Funny, I can’t recall such an intricate accounting in the New York Times of U.S. arms sales to dictatorships killing their own people in Bahrain, Yemen, Egypt, Iraq, and beyond. Russia is managing a classic client state relationship with the brutal Syrian regime, but I honestly can’t remember the New York Times so adamantly reporting America’s management of brutal client states. The Paper of Record doesn’t deny them or even ignore them, but such facts are typically mentioned only in passing, within an article about some other not-so-damnning aspect of the client state in question.
Even before the region-wide Arab Spring protests, Amnesty International published a release in September 2010 about how the Saleh dictatorship in Yemen had been rolling back human rights as U.S. military aid increased. And as hundreds of corpses of unarmed protesters began to pile up in 2011, we had to find out from leaked classified State Department cables that the weapons being used against protesters were from the U.S., including shotguns, machine guns, ammunition, grenade launchers, body armor, communications equipment, warships, transport trucks, other unspecified killing machinery, and attentive military-to-military training. I can remember a lot of Times articles mentioning Yemen as receiving important U.S. support for “counterterrorism,” but I do not recall an entire article on U.S. military aid to a deadly regime.
In Bahrain, the U.S. has sent military aid despite harsh repression of largely peaceful protests, including dozens of American tanks, armored personnel carriers, helicopter gunships, riot gear, thousands of .38 caliber pistols and millions of rounds of ammunition, from .50 caliber rounds used in sniper rifles and machine guns to bullets for handguns. After international condemnation of Obama’s support for the dictatorship, the administration jumped through legal loopholes to send Bahrain an additional arms package that, once complete, may include armored vehicles, high-tech TOW and bunker buster missiles, anti-tank rocket launchers, and tens of millions of dollars of spare parts and military communications equipment. Very few details of this in the New York Times. Finally in December, columnist Nicholas Kristoff did cover this, but I noted at the time that this was (1) a surprise, (2) very late, and (3) specifically not a piece of news that the editorial staff decided to cover, but a Opinion Editorial.
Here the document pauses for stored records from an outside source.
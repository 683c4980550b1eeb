//! Domain types shared by every vidgen crate.
//!
//! Holds the persisted [`job::JobRecord`], the vendor-side
//! [`job::TaskSnapshot`], generation request parameters, and the
//! [`error::CoreError`] taxonomy.

pub mod error;
pub mod generation;
pub mod job;
pub mod types;
//! Tests for `AppError` → HTTP response mapping.
//!
//! These call `IntoResponse` directly on `AppError` values; no server is
//! involved.

use axum::http::StatusCode;
use axum::response::IntoResponse;
use http_body_util::BodyExt;
use vidgen_api::error::AppError;
use vidgen_core::error::CoreError;
use vidgen_remote::RemoteError;
use vidgen_store::StoreError;
use vidgen_tracker::TrackerError;

/// Helper: convert an `AppError` into its status code and parsed JSON body.
async fn error_to_response(err: AppError) -> (StatusCode, serde_json::Value) {
    let response = err.into_response();
    let status = response.status();
    let bytes = response.into_body().collect().await.unwrap().to_bytes();
    let json: serde_json::Value = serde_json::from_slice(&bytes).unwrap();
    (status, json)
}

// ---------------------------------------------------------------------------
// Test: TrackerError variants
// ---------------------------------------------------------------------------

#[tokio::test]
async fn core_validation_converts_to_400() {
    let err = AppError::from(TrackerError::from(CoreError::Validation("url is required".into())));

    let (status, json) = error_to_response(err).await;

    assert_eq!(status, StatusCode::BAD_REQUEST);
    assert_eq!(json["code"], "VALIDATION_ERROR");
    assert_eq!(json["error"], "url is required");
}

#[tokio::test]
async fn tracker_invalid_input_returns_400() {
    let err = AppError::from(TrackerError::InvalidInput("task id is required".into()));

    let (status, json) = error_to_response(err).await;

    assert_eq!(status, StatusCode::BAD_REQUEST);
    assert_eq!(json["code"], "VALIDATION_ERROR");
    assert_eq!(json["error"], "task id is required");
}

#[tokio::test]
async fn tracker_not_found_returns_404() {
    let (status, json) =
        error_to_response(AppError::from(TrackerError::NotFound("t-1".into()))).await;

    assert_eq!(status, StatusCode::NOT_FOUND);
    assert_eq!(json["code"], "NOT_FOUND");
    assert_eq!(json["error"], "Task with id t-1 not found");
}

#[tokio::test]
async fn tracker_remote_failures_are_sanitized() {
    let errors = [
        TrackerError::RemoteSubmissionFailed(RemoteError::ApiError {
            status: 401,
            body: "bad key sk-123".into(),
        }),
        TrackerError::RemoteLookupFailed(RemoteError::NotFound("gone".into())),
        TrackerError::Store(StoreError::InvalidKey("../etc".into())),
        TrackerError::Internal("job admission task panicked".into()),
    ];

    for err in errors {
        let (status, json) = error_to_response(AppError::from(err)).await;

        assert_eq!(status, StatusCode::INTERNAL_SERVER_ERROR);
        assert_eq!(json["code"], "INTERNAL_ERROR");
        assert_eq!(json["error"], "An internal error occurred");
    }
}

// ---------------------------------------------------------------------------
// Test: HTTP-specific variants
// ---------------------------------------------------------------------------

#[tokio::test]
async fn bad_request_returns_400() {
    let (status, json) = error_to_response(AppError::BadRequest("nope".into())).await;

    assert_eq!(status, StatusCode::BAD_REQUEST);
    assert_eq!(json["code"], "BAD_REQUEST");
    assert_eq!(json["error"], "nope");
}

#[tokio::test]
async fn payload_too_large_returns_413() {
    let (status, json) = error_to_response(AppError::PayloadTooLarge).await;

    assert_eq!(status, StatusCode::PAYLOAD_TOO_LARGE);
    assert_eq!(json["code"], "PAYLOAD_TOO_LARGE");
}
The U.S. had a long and militarized relationship with the recently ousted regime in Egypt. Mubarak was our closest ally for decades, supported enthusiastically by Obama until the very last second, and had elaborate and professionalized programs for torture and repression which U.S. leadership ignored for years. Such support has continued for the military junta now in charge. In December, Amnesty International revealed that the “U.S. has repeatedly transferred ammunition to Egypt despite security forces’ violent crackdown on protesters” including one in November “carrying at least seven tons of “ammunition smoke” – which includes chemical irritants and riot control agents such as tear gas” and another in April with “21 tons of ammunition” and still another in August with “another shipment of 17.9 tons of ammunition.” This, at a time when “Egyptian government responded to protests by using excessive and often lethal force.” Did this warrant an entire article in the Times, perhaps?
I could go on this way (Iraq, Pakistan, Israel, etc.). The point is this: the country’s leading newspaper isn’t obligated to expose its own government’s support for tyranny, but when other states do it, a full investigation is published. For reasons talked about here and here, the news media reflects the state’s foreign policy interests (those interests are often one and the same with those of the media establishment). This can be gleaned even from just a cursory look; it should be a truism. But its not.
It is cheap to buy USD. Going shopping in San Francisco or some other cool place.
The Paper of Record doesn’t deny them or even ignore them, but such facts are typically mentioned only in passing, within an article about some other not-so-damnning aspect of the client state in question.